» **Data extracts**:
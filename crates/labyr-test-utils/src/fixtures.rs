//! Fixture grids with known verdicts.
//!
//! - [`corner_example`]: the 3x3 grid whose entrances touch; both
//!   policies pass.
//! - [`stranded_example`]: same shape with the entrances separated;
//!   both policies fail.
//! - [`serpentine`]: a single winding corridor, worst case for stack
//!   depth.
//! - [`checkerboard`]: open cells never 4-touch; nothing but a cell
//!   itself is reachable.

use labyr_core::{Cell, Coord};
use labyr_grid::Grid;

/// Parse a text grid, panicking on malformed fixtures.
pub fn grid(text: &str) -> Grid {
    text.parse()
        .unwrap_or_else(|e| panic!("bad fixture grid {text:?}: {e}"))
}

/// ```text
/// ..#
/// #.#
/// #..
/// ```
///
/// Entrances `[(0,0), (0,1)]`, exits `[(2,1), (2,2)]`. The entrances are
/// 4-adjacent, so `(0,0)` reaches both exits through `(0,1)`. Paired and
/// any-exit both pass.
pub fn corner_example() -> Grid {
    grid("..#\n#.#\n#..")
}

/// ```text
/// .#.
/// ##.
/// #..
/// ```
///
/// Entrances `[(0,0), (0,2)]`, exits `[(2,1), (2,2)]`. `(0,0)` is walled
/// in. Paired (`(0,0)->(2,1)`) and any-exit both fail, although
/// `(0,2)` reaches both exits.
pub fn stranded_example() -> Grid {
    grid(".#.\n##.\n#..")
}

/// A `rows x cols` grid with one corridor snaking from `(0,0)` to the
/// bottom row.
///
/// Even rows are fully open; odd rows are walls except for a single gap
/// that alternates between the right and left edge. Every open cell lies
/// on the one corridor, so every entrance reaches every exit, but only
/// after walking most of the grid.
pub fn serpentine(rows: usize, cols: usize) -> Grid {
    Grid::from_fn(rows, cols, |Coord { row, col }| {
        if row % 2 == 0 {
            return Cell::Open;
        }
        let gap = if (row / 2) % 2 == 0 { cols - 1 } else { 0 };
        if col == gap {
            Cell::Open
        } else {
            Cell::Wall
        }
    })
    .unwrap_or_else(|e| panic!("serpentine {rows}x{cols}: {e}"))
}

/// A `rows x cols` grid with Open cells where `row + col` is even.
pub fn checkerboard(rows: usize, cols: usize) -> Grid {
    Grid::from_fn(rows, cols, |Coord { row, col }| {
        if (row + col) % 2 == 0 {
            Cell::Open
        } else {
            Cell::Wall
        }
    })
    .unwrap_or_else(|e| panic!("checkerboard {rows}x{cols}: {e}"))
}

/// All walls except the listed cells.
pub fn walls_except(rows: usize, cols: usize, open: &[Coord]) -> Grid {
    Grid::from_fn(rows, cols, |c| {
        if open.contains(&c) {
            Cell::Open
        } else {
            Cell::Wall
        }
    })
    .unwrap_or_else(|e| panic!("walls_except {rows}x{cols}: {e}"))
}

» **Exercise brief**: Copy each line of the data that includes the word "single".

» **Exercise solution**:
//! - [`serpentine`]: a single winding corridor, worst case for stack
/// Even rows are fully open; odd rows are walls except for a single gap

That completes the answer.